Work instruction
The response should hold each line from the entries below where "None" is found.

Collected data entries

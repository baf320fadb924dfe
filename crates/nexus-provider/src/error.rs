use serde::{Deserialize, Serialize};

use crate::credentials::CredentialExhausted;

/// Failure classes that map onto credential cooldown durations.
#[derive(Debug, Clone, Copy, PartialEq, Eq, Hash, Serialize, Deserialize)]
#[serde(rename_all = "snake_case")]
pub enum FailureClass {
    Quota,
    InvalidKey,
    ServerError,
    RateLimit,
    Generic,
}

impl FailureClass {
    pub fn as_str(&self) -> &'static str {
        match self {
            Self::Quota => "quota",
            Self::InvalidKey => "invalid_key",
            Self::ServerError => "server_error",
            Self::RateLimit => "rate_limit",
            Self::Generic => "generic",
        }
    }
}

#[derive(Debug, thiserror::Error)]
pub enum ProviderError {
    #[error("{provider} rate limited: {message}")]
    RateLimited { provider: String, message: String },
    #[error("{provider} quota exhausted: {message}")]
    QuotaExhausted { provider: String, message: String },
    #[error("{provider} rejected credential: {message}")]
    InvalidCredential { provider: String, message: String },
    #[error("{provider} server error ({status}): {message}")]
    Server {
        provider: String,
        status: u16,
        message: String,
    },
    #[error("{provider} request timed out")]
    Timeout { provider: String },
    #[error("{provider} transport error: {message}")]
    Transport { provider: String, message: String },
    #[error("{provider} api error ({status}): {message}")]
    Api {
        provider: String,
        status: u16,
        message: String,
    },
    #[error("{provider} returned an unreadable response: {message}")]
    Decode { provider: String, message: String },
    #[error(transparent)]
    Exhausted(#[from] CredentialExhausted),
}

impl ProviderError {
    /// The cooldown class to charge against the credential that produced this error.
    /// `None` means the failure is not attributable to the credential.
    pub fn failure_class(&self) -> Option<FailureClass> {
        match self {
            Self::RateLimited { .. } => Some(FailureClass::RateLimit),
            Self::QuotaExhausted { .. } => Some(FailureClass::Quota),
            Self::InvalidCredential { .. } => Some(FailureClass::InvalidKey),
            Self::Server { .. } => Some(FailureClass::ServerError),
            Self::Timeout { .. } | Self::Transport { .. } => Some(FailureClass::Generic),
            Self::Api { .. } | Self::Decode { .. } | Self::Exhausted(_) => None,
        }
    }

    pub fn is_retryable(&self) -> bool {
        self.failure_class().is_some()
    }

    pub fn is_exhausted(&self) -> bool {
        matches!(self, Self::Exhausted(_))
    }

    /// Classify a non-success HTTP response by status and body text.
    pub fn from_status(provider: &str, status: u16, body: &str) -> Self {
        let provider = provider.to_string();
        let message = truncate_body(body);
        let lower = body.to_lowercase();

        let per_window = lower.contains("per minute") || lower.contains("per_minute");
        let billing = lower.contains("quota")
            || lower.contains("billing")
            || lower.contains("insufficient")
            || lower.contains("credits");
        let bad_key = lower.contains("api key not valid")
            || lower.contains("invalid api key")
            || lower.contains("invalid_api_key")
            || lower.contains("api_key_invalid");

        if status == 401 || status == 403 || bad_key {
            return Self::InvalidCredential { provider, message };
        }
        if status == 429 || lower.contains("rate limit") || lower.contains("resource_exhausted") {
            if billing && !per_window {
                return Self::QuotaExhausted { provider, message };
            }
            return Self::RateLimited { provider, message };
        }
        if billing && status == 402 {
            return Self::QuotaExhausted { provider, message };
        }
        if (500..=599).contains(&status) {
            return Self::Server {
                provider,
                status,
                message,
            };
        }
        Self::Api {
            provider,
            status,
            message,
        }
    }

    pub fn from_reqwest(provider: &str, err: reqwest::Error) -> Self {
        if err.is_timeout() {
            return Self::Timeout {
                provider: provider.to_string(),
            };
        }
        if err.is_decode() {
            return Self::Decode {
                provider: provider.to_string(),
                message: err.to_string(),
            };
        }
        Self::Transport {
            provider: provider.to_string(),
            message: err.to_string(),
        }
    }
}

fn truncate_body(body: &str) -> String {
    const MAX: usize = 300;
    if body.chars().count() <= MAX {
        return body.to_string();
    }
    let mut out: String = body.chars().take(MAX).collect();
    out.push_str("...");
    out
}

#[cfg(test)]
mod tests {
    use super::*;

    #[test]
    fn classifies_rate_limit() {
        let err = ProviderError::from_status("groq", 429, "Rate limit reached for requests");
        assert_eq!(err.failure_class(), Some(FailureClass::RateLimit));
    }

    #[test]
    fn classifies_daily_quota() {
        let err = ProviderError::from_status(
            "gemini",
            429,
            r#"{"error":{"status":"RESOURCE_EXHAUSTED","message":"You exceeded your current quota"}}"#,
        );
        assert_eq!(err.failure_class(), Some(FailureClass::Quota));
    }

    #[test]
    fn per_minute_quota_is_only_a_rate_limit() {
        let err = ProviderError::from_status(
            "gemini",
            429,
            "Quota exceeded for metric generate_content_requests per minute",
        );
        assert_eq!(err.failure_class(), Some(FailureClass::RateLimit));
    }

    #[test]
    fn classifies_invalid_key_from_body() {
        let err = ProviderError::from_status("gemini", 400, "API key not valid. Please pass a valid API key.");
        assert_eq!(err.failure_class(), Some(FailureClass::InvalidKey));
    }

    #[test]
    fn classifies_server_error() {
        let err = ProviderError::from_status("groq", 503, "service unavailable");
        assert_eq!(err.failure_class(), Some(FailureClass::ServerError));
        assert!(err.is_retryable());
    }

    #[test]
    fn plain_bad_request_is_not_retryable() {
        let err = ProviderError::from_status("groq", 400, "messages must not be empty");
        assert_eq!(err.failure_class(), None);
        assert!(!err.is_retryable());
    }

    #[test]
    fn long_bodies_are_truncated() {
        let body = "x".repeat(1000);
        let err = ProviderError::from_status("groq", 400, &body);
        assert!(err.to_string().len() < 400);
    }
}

Task result
    /// `None` means the failure is not attributable to the credential.
            Self::Api { .. } | Self::Decode { .. } | Self::Exhausted(_) => None,
        assert_eq!(err.failure_class(), None);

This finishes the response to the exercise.